> [Excerpted data]:
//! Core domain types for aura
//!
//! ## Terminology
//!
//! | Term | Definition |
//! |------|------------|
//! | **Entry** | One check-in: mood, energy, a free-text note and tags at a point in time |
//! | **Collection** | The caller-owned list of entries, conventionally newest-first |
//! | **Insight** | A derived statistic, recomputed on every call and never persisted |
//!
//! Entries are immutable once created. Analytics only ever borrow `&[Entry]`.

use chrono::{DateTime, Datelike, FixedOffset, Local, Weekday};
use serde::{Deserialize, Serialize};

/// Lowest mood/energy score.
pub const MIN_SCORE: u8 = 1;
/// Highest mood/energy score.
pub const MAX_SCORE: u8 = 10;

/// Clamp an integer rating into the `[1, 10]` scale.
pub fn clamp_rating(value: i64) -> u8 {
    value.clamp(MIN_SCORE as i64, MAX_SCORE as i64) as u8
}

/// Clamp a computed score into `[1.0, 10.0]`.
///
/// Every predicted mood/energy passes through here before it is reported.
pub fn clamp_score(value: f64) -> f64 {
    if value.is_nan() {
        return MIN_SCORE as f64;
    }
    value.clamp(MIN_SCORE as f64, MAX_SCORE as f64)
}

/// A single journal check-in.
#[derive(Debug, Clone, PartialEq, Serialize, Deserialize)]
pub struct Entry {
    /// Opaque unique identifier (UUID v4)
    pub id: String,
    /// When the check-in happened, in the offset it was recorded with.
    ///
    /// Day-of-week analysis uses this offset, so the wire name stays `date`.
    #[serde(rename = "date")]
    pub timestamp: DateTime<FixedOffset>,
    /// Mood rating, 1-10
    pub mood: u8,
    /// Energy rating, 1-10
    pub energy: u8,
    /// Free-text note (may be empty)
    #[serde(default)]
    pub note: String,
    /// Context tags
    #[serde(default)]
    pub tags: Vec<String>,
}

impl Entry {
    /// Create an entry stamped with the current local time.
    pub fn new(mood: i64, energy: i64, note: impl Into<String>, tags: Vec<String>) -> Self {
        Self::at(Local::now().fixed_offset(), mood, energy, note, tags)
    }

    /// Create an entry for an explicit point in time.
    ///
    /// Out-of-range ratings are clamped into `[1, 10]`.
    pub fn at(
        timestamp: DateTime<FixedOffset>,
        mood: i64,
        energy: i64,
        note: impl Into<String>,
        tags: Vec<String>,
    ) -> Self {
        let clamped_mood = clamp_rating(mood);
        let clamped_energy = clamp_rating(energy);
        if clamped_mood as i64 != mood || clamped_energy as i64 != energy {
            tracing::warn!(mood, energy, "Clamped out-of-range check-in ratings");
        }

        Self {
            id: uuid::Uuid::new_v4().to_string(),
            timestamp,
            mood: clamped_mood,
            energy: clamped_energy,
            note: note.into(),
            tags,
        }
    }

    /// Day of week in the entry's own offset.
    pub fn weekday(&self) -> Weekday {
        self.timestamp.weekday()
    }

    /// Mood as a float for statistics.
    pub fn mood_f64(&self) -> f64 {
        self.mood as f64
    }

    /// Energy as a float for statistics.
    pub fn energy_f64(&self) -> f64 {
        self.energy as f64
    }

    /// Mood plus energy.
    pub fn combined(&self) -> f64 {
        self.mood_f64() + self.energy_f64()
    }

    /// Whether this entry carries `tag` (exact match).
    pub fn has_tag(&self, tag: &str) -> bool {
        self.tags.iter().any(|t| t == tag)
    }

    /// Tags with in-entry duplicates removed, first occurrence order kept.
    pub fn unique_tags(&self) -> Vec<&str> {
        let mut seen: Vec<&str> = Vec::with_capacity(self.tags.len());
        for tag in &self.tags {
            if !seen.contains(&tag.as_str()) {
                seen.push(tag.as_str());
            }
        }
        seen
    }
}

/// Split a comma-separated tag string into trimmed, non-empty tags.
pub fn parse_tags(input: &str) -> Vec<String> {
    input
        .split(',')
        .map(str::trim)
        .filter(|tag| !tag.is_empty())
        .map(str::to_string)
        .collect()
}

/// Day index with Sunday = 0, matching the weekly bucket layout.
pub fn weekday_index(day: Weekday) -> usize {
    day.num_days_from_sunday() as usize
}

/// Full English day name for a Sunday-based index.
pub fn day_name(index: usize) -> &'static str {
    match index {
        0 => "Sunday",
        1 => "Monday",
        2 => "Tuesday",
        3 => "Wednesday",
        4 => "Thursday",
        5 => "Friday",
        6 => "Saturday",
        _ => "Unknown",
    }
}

--

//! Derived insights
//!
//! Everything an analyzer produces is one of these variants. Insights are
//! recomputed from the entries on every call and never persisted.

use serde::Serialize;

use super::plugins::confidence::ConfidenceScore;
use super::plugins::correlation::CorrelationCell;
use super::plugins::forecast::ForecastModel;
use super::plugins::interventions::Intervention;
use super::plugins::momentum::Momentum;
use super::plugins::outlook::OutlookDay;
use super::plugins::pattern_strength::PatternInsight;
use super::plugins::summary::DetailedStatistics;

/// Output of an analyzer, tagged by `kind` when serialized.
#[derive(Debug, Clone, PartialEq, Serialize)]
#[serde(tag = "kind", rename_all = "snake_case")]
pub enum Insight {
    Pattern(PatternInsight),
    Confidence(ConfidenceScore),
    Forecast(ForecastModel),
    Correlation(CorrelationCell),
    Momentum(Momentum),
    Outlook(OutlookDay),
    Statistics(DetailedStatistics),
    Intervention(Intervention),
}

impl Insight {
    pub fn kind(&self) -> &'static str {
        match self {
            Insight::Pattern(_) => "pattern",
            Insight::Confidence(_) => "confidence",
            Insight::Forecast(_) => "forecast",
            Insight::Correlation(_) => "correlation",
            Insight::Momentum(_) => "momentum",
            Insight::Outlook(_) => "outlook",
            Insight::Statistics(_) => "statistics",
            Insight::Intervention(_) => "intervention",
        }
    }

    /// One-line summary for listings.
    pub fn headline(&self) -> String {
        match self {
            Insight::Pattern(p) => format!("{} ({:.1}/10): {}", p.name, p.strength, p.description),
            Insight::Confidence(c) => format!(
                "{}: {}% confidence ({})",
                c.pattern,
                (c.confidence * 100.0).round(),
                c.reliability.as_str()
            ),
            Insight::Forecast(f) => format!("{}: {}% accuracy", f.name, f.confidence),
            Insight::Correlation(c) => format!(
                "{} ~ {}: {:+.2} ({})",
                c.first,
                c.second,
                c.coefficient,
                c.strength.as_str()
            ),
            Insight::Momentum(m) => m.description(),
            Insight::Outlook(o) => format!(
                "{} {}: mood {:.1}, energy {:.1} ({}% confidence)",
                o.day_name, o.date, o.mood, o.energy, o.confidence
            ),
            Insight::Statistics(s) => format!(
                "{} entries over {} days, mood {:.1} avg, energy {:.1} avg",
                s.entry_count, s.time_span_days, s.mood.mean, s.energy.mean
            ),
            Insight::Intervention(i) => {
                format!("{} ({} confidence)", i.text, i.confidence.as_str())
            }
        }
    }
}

> [Problem to solve]: Proceeding from the line containing "Clamp an integer" through the line containing "pub fn new(mood: i64, energy: i64, note: impl", transcribe the lines above exactly, both end lines included.

> [Written answer]:
/// Clamp an integer rating into the `[1, 10]` scale.
pub fn clamp_rating(value: i64) -> u8 {
    value.clamp(MIN_SCORE as i64, MAX_SCORE as i64) as u8
}

/// Clamp a computed score into `[1.0, 10.0]`.
///
/// Every predicted mood/energy passes through here before it is reported.
pub fn clamp_score(value: f64) -> f64 {
    if value.is_nan() {
        return MIN_SCORE as f64;
    }
    value.clamp(MIN_SCORE as f64, MAX_SCORE as f64)
}

/// A single journal check-in.
#[derive(Debug, Clone, PartialEq, Serialize, Deserialize)]
pub struct Entry {
    /// Opaque unique identifier (UUID v4)
    pub id: String,
    /// When the check-in happened, in the offset it was recorded with.
    ///
    /// Day-of-week analysis uses this offset, so the wire name stays `date`.
    #[serde(rename = "date")]
    pub timestamp: DateTime<FixedOffset>,
    /// Mood rating, 1-10
    pub mood: u8,
    /// Energy rating, 1-10
    pub energy: u8,
    /// Free-text note (may be empty)
    #[serde(default)]
    pub note: String,
    /// Context tags
    #[serde(default)]
    pub tags: Vec<String>,
}

impl Entry {
    /// Create an entry stamped with the current local time.
    pub fn new(mood: i64, energy: i64, note: impl Into<String>, tags: Vec<String>) -> Self {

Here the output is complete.